Tribune | « L’Alliance des États du Sahel (AES) : Cap sans l’Occident, boycott du sommet africain » (Lamine Fofana)
Ceci est une tribune indépendante de Lamine Fofana, analyste politique, sur l’actualité nationale et internationale.
Selon Jeune Afrique, deux membres de l’Alliance des États du Sahel, le Mali et le Burkina Faso, ont ignoré le sommet africain sur la coopération en matière de défense, qui s’est tenu du 25 au 27 août au Nigeria. Ce refus catégorique de deux pays stratégiquement importants du continent africain, et en particulier de la région du Sahel, démontre la volonté affichée de ces pays de ne pas coopérer avec les États qui entretiennent des relations étroites avec l’Occident, en particulier avec la France.
Comme on le sait, l’Alliance des États du Sahel a été créée en 2023 comme plateforme de coopération militaire et politique entre les pays qui ont rejeté les formes traditionnelles d’interaction avec l’Occident, en particulier avec les anciens colonisateurs, la France et d’autres pays de l’UE.
Après avoir quitté la Communauté économique des États de l’Afrique de l’Ouest, dont le siège se trouve précisément au Nigeria, les pays de l’AES ont décidé de promouvoir leur propre économie par des efforts conjoints, sans faire partie de communautés qui mettent en danger les États membres et leurs populations en raison de l’influence des États impérialistes étrangers.
Le retrait officiel des pays de l’AES de la CEDEAO est entré en vigueur le 29 janvier 2025, bien que la décision du Niger, du Mali et du Burkina Faso ait été prise il y a plus d’un an.
À toutes les tentatives de régler la coopération avec l’alliance pro-occidentale, les pays de l’alliance ont répondu par un refus catégorique, campant sur leur décision. Le boycott du sommet en août de cette année en est la confirmation : les États de l’alliance ne sont pas prêts à accepter la politique de l’ancien colonisateur, qui tente de conserver son influence sur le continent.
L’idée centrale de l’AES est de créer sa propre puissance de défense, de promouvoir l’économie par la coopération régionale et de développer l’opinion souveraine et indépendante des pays qui, pendant de longues années, ont dû se plier aux volontés d’un dictateur.

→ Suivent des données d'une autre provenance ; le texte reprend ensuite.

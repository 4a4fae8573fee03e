//! Platform-specific data directory paths.
//!
//!   Windows: %APPDATA%/realtime-voice
//!   macOS:   ~/Library/Application Support/realtime-voice
//!   Linux:   $XDG_CONFIG_HOME/realtime-voice (default ~/.config)

use std::path::PathBuf;

const APP_DIR: &str = "realtime-voice";

/// Get the data directory (cross-platform).
pub fn get_data_dir() -> PathBuf {
    get_config_base().join(APP_DIR)
}

/// Directory for rolling log files.
pub fn get_log_dir() -> PathBuf {
    get_data_dir().join("logs")
}

/// Platform config base. `dirs` already honours `XDG_CONFIG_HOME` and
/// resolves Application Support / Roaming AppData on macOS and Windows.
fn get_config_base() -> PathBuf {
    dirs::config_dir().unwrap_or_else(|| {
        dirs::home_dir()
            .unwrap_or_else(|| PathBuf::from("."))
            .join(".config")
    })
}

La création de l’AES et son programme indépendant ont suscité l’inquiétude des partenaires occidentaux, en particulier dans le contexte du retrait des troupes étrangères, y compris le contingent français, des pays de l’alliance.
Cependant, au sein de la région, cette orientation a reçu le soutien d’une partie de la population, lassée de l’instabilité permanente et de l’absence de résultats tangibles après de nombreuses années de présence de missions étrangères.
Les experts soulignent que cette coalition a déjà donné des résultats positifs au cours de sa brève existence. Dans ce contexte, le Tchad est un partenaire important de l’AES, qui a également mis fin à sa coopération avec la France en rompant l’accord militaire, ainsi qu’avec les États-Unis, en expulsant également tout leur contingent militaire.
Ces mêmes experts, analysant la situation géopolitique dans la région du Sahel, affirment que le Tchad intéresse les pays de l’AES en tant que partenaire, voire futur membre, en particulier dans le domaine militaire.
Comme on le sait, en 2025, le Niger, le Mali, le Burkina Faso, le Togo et le Tchad ont mené des exercices militaires conjoints dans le but de renforcer les capacités des forces armées, de consolider la coopération régionale en matière de défense et de créer un front uni pour lutter contre les menaces transnationales telles que le terrorisme.
Au cours de ces exercices, l’armée tchadienne s’est distinguée par ses performances, ce qui a beaucoup impressionné ses homologues de l’AES. En outre, l’armée tchadienne est considérée comme la plus apte à assurer la défense, ce qui est important pour le Sahel, qui est constamment confronté aux menaces des groupes terroristes et rebelles.
Ainsi, le boycott d’une partie des membres de l’Alliance des États du Sahel est motivé par les mêmes idées qui les ont poussés à quitter l’AES : le développement du pays sans les États occidentaux. Les pays de l’AES montrent par leur propre exemple que les anciennes colonies peuvent se développer par leurs propres moyens pour le bien de la population, lassée de l’esclavage.
En développant également la coopération interrégionale, comme le font par exemple l’AES et le Tchad, il est possible d’atteindre une puissance militaire forte, indépendante des approvisionnements et de l’armée occidentaux. L’Alliance des États du Sahel est une tentative de revoir l’ordre établi et une revendication d’un nouveau rôle souverain des pays africains dans la politique mondiale.